• What is needed: Line tally for the word "RaggedAttribute": count the lines below that contain it and reply with the number alone.

##### Data records

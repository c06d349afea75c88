use serde::Deserialize;

use super::error::GeometryShapeError;

/// Indexed triangle geometry as loaded from disk.
///
/// ```json
/// { "triangles": [[0, 1, 2], [0, 2, 3]],
///   "attributes": [[[-1, -1], [1, -1], [1, 1], [-1, 1]]] }
/// ```
///
/// Attribute `i` feeds vertex shader `@location(i)`.
#[derive(Debug, Clone, PartialEq, Deserialize)]
pub struct GeometryDescription {
    pub triangles: Vec<[u32; 3]>,
    pub attributes: Vec<Vec<Vec<f32>>>,
}

/// How to issue the draw call for a geometry.
#[derive(Debug, Copy, Clone, PartialEq, Eq)]
pub struct DrawDescriptor {
    pub topology: wgpu::PrimitiveTopology,
    /// Number of indices.
    pub count: u32,
    pub index_format: wgpu::IndexFormat,
}

/// Vertex input slot as seen by the pipeline.
#[derive(Debug, Copy, Clone, PartialEq, Eq)]
pub struct AttributeLayout {
    pub slot: u32,
    /// f32 components per vertex (1..=4).
    pub components: u32,
}

impl AttributeLayout {
    pub fn vertex_format(self) -> wgpu::VertexFormat {
        match self.components {
            1 => wgpu::VertexFormat::Float32,
            2 => wgpu::VertexFormat::Float32x2,
            3 => wgpu::VertexFormat::Float32x3,
            _ => wgpu::VertexFormat::Float32x4,
        }
    }

    pub fn stride(self) -> u64 {
        u64::from(self.components) * std::mem::size_of::<f32>() as u64
    }
}

/// One attribute flattened into tightly packed f32 data.
#[derive(Debug, Clone, PartialEq)]
pub struct PreparedAttribute {
    pub layout: AttributeLayout,
    pub data: Vec<f32>,
}

/// Validated, GPU-ready geometry.
#[derive(Debug, Clone, PartialEq)]
pub struct PreparedGeometry {
    pub indices: Vec<u16>,
    pub attributes: Vec<PreparedAttribute>,
    pub vertex_count: u32,
    pub draw: DrawDescriptor,
}

impl PreparedGeometry {
    pub fn layouts(&self) -> Vec<AttributeLayout> {
        self.attributes.iter().map(|a| a.layout).collect()
    }
}

impl GeometryDescription {
    pub fn from_json(text: &str) -> Result<Self, GeometryShapeError> {
        serde_json::from_str(text).map_err(|e| GeometryShapeError::Malformed(e.to_string()))
    }

    /// Validates the description and flattens it for upload.
    pub fn prepare(&self) -> Result<PreparedGeometry, GeometryShapeError> {
        if self.triangles.is_empty() {
            return Err(GeometryShapeError::NoTriangles);
        }
        if self.attributes.is_empty() {
            return Err(GeometryShapeError::NoAttributes);
        }

        let max_index = self.triangles.iter().flatten().copied().max().unwrap_or(0);
        if max_index > u32::from(u16::MAX) {
            return Err(GeometryShapeError::IndexTooWide { index: max_index });
        }
        let vertex_count = max_index as usize + 1;

        let mut attributes = Vec::with_capacity(self.attributes.len());
        for (slot, attr) in self.attributes.iter().enumerate() {
            if attr.len() != vertex_count {
                return Err(GeometryShapeError::VertexCount {
                    attribute: slot,
                    expected: vertex_count,
                    found: attr.len(),
                });
            }

            let components = attr[0].len();
            if !(1..=4).contains(&components) {
                return Err(GeometryShapeError::ComponentCount { attribute: slot, components });
            }

            let mut data = Vec::with_capacity(vertex_count * components);
            for (vertex, v) in attr.iter().enumerate() {
                if v.len() != components {
                    return Err(GeometryShapeError::RaggedAttribute {
                        attribute: slot,
                        vertex,
                        expected: components,
                        found: v.len(),
                    });
                }
                if v.iter().any(|c| !c.is_finite()) {
                    return Err(GeometryShapeError::NonFinite { attribute: slot, vertex });
                }
                data.extend_from_slice(v);
            }

            attributes.push(PreparedAttribute {
                layout: AttributeLayout {
                    slot: slot as u32,
                    components: components as u32,
                },
                data,
            });
        }

        // Bounded by the u16 check above.
        let indices: Vec<u16> = self.triangles.iter().flatten().map(|&i| i as u16).collect();

        Ok(PreparedGeometry {
            draw: DrawDescriptor {
                topology: wgpu::PrimitiveTopology::TriangleList,
                count: indices.len() as u32,
                index_format: wgpu::IndexFormat::Uint16,
            },
            indices,
            attributes,
            vertex_count: vertex_count as u32,
        })
    }
}

#[cfg(test)]
mod tests {
    use super::*;

    fn quad() -> GeometryDescription {
        GeometryDescription {
            triangles: vec![[0, 1, 2], [0, 2, 3]],
            attributes: vec![vec![
                vec![-1.0, -1.0],
                vec![1.0, -1.0],
                vec![1.0, 1.0],
                vec![-1.0, 1.0],
            ]],
        }
    }

    // ---------------------------------------------------------------------
    // accepted shapes
    // ---------------------------------------------------------------------

    #[test]
    fn quad_prepares_to_six_u16_indices() {
        let g = quad().prepare().unwrap();
        assert_eq!(g.draw.count, 6);
        assert_eq!(g.draw.index_format, wgpu::IndexFormat::Uint16);
        assert_eq!(g.draw.topology, wgpu::PrimitiveTopology::TriangleList);
        assert_eq!(g.indices, vec![0, 1, 2, 0, 2, 3]);
        assert_eq!(g.vertex_count, 4);
    }

    #[test]
    fn element_count_is_three_per_triangle() {
        let mut d = quad();
        d.triangles = vec![[0, 1, 2]; 7];
        assert_eq!(d.prepare().unwrap().draw.count, 21);
    }

    #[test]
    fn attributes_get_consecutive_slots() {
        let mut d = quad();
        d.attributes.push(vec![vec![0.5]; 4]);
        d.attributes.push(vec![vec![0.0, 0.0, 1.0, 1.0]; 4]);

        let g = d.prepare().unwrap();
        assert_eq!(
            g.layouts(),
            vec![
                AttributeLayout { slot: 0, components: 2 },
                AttributeLayout { slot: 1, components: 1 },
                AttributeLayout { slot: 2, components: 4 },
            ]
        );
        assert_eq!(g.attributes[0].data.len(), 8);
        assert_eq!(g.attributes[2].layout.vertex_format(), wgpu::VertexFormat::Float32x4);
        assert_eq!(g.attributes[2].layout.stride(), 16);
    }

    #[test]
    fn parses_json() {
        let d = GeometryDescription::from_json(
            r#"{"triangles":[[0,1,2],[0,2,3]],"attributes":[[[-1,-1],[1,-1],[1,1],[-1,1]]]}"#,
        )
        .unwrap();
        assert_eq!(d, quad());
    }

    // ---------------------------------------------------------------------
    // rejected shapes
    // ---------------------------------------------------------------------

    #[test]
    fn malformed_json_is_rejected() {
        let err = GeometryDescription::from_json(r#"{"triangles":[[0,1]]}"#).unwrap_err();
        assert!(matches!(err, GeometryShapeError::Malformed(_)));
    }

    #[test]
    fn empty_triangles_are_rejected() {
        let mut d = quad();
        d.triangles.clear();
        assert_eq!(d.prepare(), Err(GeometryShapeError::NoTriangles));
    }

    #[test]
    fn missing_attributes_are_rejected() {
        let mut d = quad();
        d.attributes.clear();
        assert_eq!(d.prepare(), Err(GeometryShapeError::NoAttributes));
    }

    #[test]
    fn attribute_length_must_match_max_index() {
        let mut d = quad();
        d.attributes[0].pop();
        assert_eq!(
            d.prepare(),
            Err(GeometryShapeError::VertexCount { attribute: 0, expected: 4, found: 3 })
        );

        let mut d = quad();
        d.attributes[0].push(vec![0.0, 0.0]);
        assert!(matches!(d.prepare(), Err(GeometryShapeError::VertexCount { found: 5, .. })));
    }

    #[test]
    fn component_count_out_of_range_is_rejected() {
        let mut d = quad();
        d.attributes[0] = vec![vec![0.0; 5]; 4];
        assert_eq!(
            d.prepare(),
            Err(GeometryShapeError::ComponentCount { attribute: 0, components: 5 })
        );

        d.attributes[0] = vec![vec![]; 4];
        assert!(matches!(d.prepare(), Err(GeometryShapeError::ComponentCount { components: 0, .. })));
    }

    #[test]
    fn ragged_attribute_is_rejected() {
        let mut d = quad();
        d.attributes[0][2] = vec![1.0, 1.0, 0.0];
        assert_eq!(
            d.prepare(),
            Err(GeometryShapeError::RaggedAttribute { attribute: 0, vertex: 2, expected: 2, found: 3 })
        );
    }

    #[test]
    fn index_beyond_u16_is_rejected() {
        let mut d = quad();
        d.triangles.push([0, 1, 70_000]);
        assert_eq!(d.prepare(), Err(GeometryShapeError::IndexTooWide { index: 70_000 }));
    }

    #[test]
    fn non_finite_values_are_rejected() {
        let mut d = quad();
        d.attributes[0][1][0] = f32::NAN;
        assert_eq!(d.prepare(), Err(GeometryShapeError::NonFinite { attribute: 0, vertex: 1 }));
    }
}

##########

• Result of this exercise: 2